Given an array and a sum, find the max length continous subarray less than the sum

0
votes

I have an array[1,2,3] and sum as 4. so all the continous sub arrays are [1],[1,2][2,3] ans [1,2,3]. So the max length subarray less than or equal to sum is [1,2]and the length is 2.
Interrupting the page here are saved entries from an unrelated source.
//! Id-keyed category tree with an explicit merge
//!
//! Discovery builds the tree progressively: every category reached from a
//! seed product page or a category listing page is merged in by id. An id
//! is unique across the whole tree, so two discovery paths resolving to the
//! same id land on the same node.

use std::collections::HashSet;

use super::model::Category;

/// Result of merging one category into the tree
#[derive(Debug, Clone, PartialEq, Eq)]
pub enum MergeOutcome {
    /// The id was new and the category became a root
    Inserted,

    /// The id already existed and the incoming category was folded into it
    Merged {
        added_subcategories: usize,
        conflicts: Vec<FieldConflict>,
    },
}

impl MergeOutcome {
    pub fn conflicts(&self) -> &[FieldConflict] {
        match self {
            MergeOutcome::Inserted => &[],
            MergeOutcome::Merged { conflicts, .. } => conflicts,
        }
    }
}

/// A descriptive field that differed between two sightings of one category
///
/// The first-seen value is kept.
#[derive(Debug, Clone, PartialEq, Eq)]
pub struct FieldConflict {
    pub category_id: String,
    pub field: &'static str,
    pub kept: String,
    pub ignored: String,
}

/// A unit of harvesting: a subcategory, or a category without subcategories
#[derive(Debug, Clone, PartialEq, Eq)]
pub struct Leaf {
    pub category_id: String,

    /// Name of the top-level category
    pub category: String,

    /// Name of the leaf when it sits below a top-level category
    pub subcategory: Option<String>,

    pub url: String,
}

/// Category tree keyed by `category_id`
#[derive(Debug, Clone, Default)]
pub struct CategoryTree {
    roots: Vec<Category>,
    ids: HashSet<String>,
}

impl CategoryTree {
    pub fn new() -> Self {
        Self::default()
    }

    /// Rebuilds a tree from previously persisted root categories
    pub fn from_categories(categories: Vec<Category>) -> Self {
        let mut tree = Self::new();
        for category in categories {
            tree.merge(category);
        }
        tree
    }

    /// Merges a category into the tree
    ///
    /// If no node carries the id, the category becomes a new root.
    /// Otherwise the existing node keeps its first-seen descriptive fields,
    /// absent fields are filled from `incoming`, and subcategories are
    /// unioned by id in first-seen order.
    pub fn merge(&mut self, incoming: Category) -> MergeOutcome {
        if let Some(existing) = find_mut(&mut self.roots, &incoming.category_id) {
            let mut conflicts = Vec::new();
            let added = merge_into(existing, incoming, &mut self.ids, &mut conflicts);
            return MergeOutcome::Merged {
                added_subcategories: added,
                conflicts,
            };
        }

        let category = claim_ids(incoming, &mut self.ids);
        self.roots.push(category);
        MergeOutcome::Inserted
    }

    /// Attaches subcategories to an existing node
    ///
    /// A subcategory whose id is currently a root is moved below
    /// `parent_id`, keeping its first-seen fields and its own subtree.
    /// Returns `None` if `parent_id` is not in the tree.
    pub fn attach_subcategories(
        &mut self,
        parent_id: &str,
        subcategories: Vec<Category>,
    ) -> Option<MergeOutcome> {
        if !self.contains(parent_id) {
            return None;
        }

        let mut conflicts = Vec::new();
        let subcategories: Vec<Category> = subcategories
            .into_iter()
            .map(|child| self.adopt_root(parent_id, child, &mut conflicts))
            .collect();

        let parent = find_mut(&mut self.roots, parent_id)?;
        let mut incoming = Category::new(
            parent.category_id.clone(),
            parent.name.clone(),
            parent.url.clone(),
        );
        incoming.subcategories = subcategories;

        let added = merge_into(parent, incoming, &mut self.ids, &mut conflicts);
        Some(MergeOutcome::Merged {
            added_subcategories: added,
            conflicts,
        })
    }

    /// Detaches the root carrying `child`'s id, if any, and folds `child`
    /// into it
    ///
    /// A root is never moved below one of its own descendants.
    fn adopt_root(
        &mut self,
        parent_id: &str,
        child: Category,
        conflicts: &mut Vec<FieldConflict>,
    ) -> Category {
        let Some(index) = self
            .roots
            .iter()
            .position(|root| root.category_id == child.category_id)
        else {
            return child;
        };
        if self.roots[index].find(parent_id).is_some() {
            return child;
        }

        let mut root = self.roots.remove(index);
        for id in root.ids() {
            self.ids.remove(id);
        }
        tracing::debug!(
            "Moving category '{}' below '{}'",
            root.category_id,
            parent_id
        );

        let mut placed: HashSet<String> = root.ids().into_iter().map(str::to_string).collect();
        merge_into(&mut root, child, &mut placed, conflicts);
        root
    }

    /// Nodes in pre-order: each root, then its subcategories
    pub fn nodes(&self) -> Vec<&Category> {
        fn walk<'a>(nodes: &'a [Category], out: &mut Vec<&'a Category>) {
            for node in nodes {
                out.push(node);
                walk(&node.subcategories, out);
            }
        }

        let mut out = Vec::with_capacity(self.ids.len());
        walk(&self.roots, &mut out);
        out
    }

    /// Fills absent descriptive fields of an existing node
    ///
    /// Conflicting present values are reported, never overwritten.
    pub fn describe(
        &mut self,
        category_id: &str,
        description: Option<String>,
        image_url: Option<String>,
        products_count: Option<u32>,
    ) -> Vec<FieldConflict> {
        let mut conflicts = Vec::new();
        if let Some(node) = find_mut(&mut self.roots, category_id) {
            let id = node.category_id.as_str();
            fill_field(id, "description", &mut node.description, description, &mut conflicts);
            fill_field(id, "image_url", &mut node.image_url, image_url, &mut conflicts);
            if node.products_count.is_none() {
                node.products_count = products_count;
            }
        }
        conflicts
    }

    /// Keeps only the roots for which `keep` returns true
    ///
    /// Returns the ids of the removed roots.
    pub fn retain_roots<F>(&mut self, mut keep: F) -> Vec<String>
    where
        F: FnMut(&Category) -> bool,
    {
        let mut removed = Vec::new();
        let mut kept = Vec::with_capacity(self.roots.len());

        for root in std::mem::take(&mut self.roots) {
            if keep(&root) {
                kept.push(root);
            } else {
                for id in root.ids() {
                    self.ids.remove(id);
                }
                removed.push(root.category_id);
            }
        }

        self.roots = kept;
        removed
    }

    /// Harvesting leaves in tree order
    pub fn leaves(&self) -> Vec<Leaf> {
        let mut leaves = Vec::new();
        for root in &self.roots {
            if root.is_leaf() {
                leaves.push(Leaf {
                    category_id: root.category_id.clone(),
                    category: root.name.clone(),
                    subcategory: None,
                    url: root.url.clone(),
                });
            } else {
                collect_leaves(&root.name, &root.subcategories, &mut leaves);
            }
        }
        leaves
    }

    pub fn find(&self, category_id: &str) -> Option<&Category> {
        self.roots.iter().find_map(|root| root.find(category_id))
    }

    pub fn contains(&self, category_id: &str) -> bool {
        self.ids.contains(category_id)
    }

    pub fn roots(&self) -> &[Category] {
        &self.roots
    }

    pub fn into_roots(self) -> Vec<Category> {
        self.roots
    }

    /// Total number of nodes
    pub fn len(&self) -> usize {
        self.ids.len()
    }

    pub fn is_empty(&self) -> bool {
        self.roots.is_empty()
    }
}

fn collect_leaves(root_name: &str, nodes: &[Category], leaves: &mut Vec<Leaf>) {
    for node in nodes {
        if node.is_leaf() {
            leaves.push(Leaf {
                category_id: node.category_id.clone(),
                category: root_name.to_string(),
                subcategory: Some(node.name.clone()),
                url: node.url.clone(),
            });
        } else {
            collect_leaves(root_name, &node.subcategories, leaves);
        }
    }
}

fn find_mut<'a>(nodes: &'a mut [Category], category_id: &str) -> Option<&'a mut Category> {
    for node in nodes.iter_mut() {
        if node.category_id == category_id {
            return Some(node);
        }
        if let Some(found) = find_mut(&mut node.subcategories, category_id) {
            return Some(found);
        }
    }
    None
}

/// Registers every id of a new subtree, dropping descendants whose id is
/// already placed elsewhere in the tree
fn claim_ids(mut category: Category, ids: &mut HashSet<String>) -> Category {
    ids.insert(category.category_id.clone());

    let children = std::mem::take(&mut category.subcategories);
    for child in children {
        if ids.contains(&child.category_id) {
            tracing::debug!(
                "Category '{}' already placed in the tree, skipping under '{}'",
                child.category_id,
                category.category_id
            );
            continue;
        }
        category.subcategories.push(claim_ids(child, ids));
    }

    category
}

fn merge_into(
    existing: &mut Category,
    incoming: Category,
    ids: &mut HashSet<String>,
    conflicts: &mut Vec<FieldConflict>,
) -> usize {
    let id = existing.category_id.clone();

    if existing.name != incoming.name && !incoming.name.is_empty() {
        conflicts.push(FieldConflict {
            category_id: id.clone(),
            field: "name",
            kept: existing.name.clone(),
            ignored: incoming.name,
        });
    }
    fill_field(&id, "description", &mut existing.description, incoming.description, conflicts);
    fill_field(&id, "image_url", &mut existing.image_url, incoming.image_url, conflicts);
    if existing.products_count.is_none() {
        existing.products_count = incoming.products_count;
    }

    let mut added = 0;
    for child in incoming.subcategories {
        let position = existing
            .subcategories
            .iter()
            .position(|c| c.category_id == child.category_id);

        match position {
            Some(index) => {
                added += merge_into(&mut existing.subcategories[index], child, ids, conflicts);
            }
            None if ids.contains(&child.category_id) => {
                tracing::debug!(
                    "Category '{}' already placed in the tree, skipping under '{}'",
                    child.category_id,
                    id
                );
            }
            None => {
                existing.subcategories.push(claim_ids(child, ids));
                added += 1;
            }
        }
    }

    added
}

fn fill_field(
    category_id: &str,
    field: &'static str,
    slot: &mut Option<String>,
    incoming: Option<String>,
    conflicts: &mut Vec<FieldConflict>,
) {
    match (slot.as_ref(), incoming) {
        (None, incoming) => *slot = incoming,
        (Some(kept), Some(ignored)) if *kept != ignored => conflicts.push(FieldConflict {
            category_id: category_id.to_string(),
            field,
            kept: kept.clone(),
            ignored,
        }),
        _ => {}
    }
}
I have approached in a the following way to find all the subarrays and to check the sum of the subarrays as below. But this approach is not working with negative numbers. {1,2,1,1,3,-2,-3,7,9}; - Ans : 7 

 private static void maximumSubArray(int[] a, int sum) {

    int start = 0;
    int end =0;
    int mylen =-1;
    int subarrSum =0;
    for(int i=0;i<a.length;i++){
        subarrSum += a[i];
        end++;
        while(subarrSum > sum){
            subarrSum-= a[start];
            start +=1;

        }

        mylen = Math.max(mylen, end-start);
    }
    System.out.println(mylen + "  -- My len");

}
1
javadata-structures
"Is there any better approach.??" Yes. You can search in linear time.Andy Turner
"so all the continous sub arrays are" You forgot [2] and [3].Andy Turner

1 Answers

0
votes

This is a variation of the classical maximum contiguous subarray problem. You can use dynamic programming (memorization) to solve this problem. Try something like this:

private static void maximumSubArray(int[] a, long sum, int maxLen) {
    long maximumSoFar = Long.MIN_VALUE;
    long maximumEndingHere = Long.MIN_VALUE;
    for (int i = 0; i < a.length; i++) {
        // if you're inside the array beyond maxLen, start dropping off the previous start element
        int prevStart = i >= maxLen ? a[i - maxLen] : 0;
        maximumEndingHere = Math.max(a[i], maximumEndingHere + a[i] - prevStart);
        if (maximumEndingHere > maximumSoFar && maximumEndingHere <= sum) {
            maximumSoFar = maximumEndingHere;
        } else if (a[i] > maximumSoFar && a[i] <= sum) {
            maximumSoFar = a[i];
        } else if (maximumEndingHere > sum) {
            maximumEndingHere -= prevStart;
        }
    }
    System.out.println(maximumSoFar);
}

If I had some more time, I'd write the logic inside for loop in a cleaner way, but this should work and it works in O(n) time.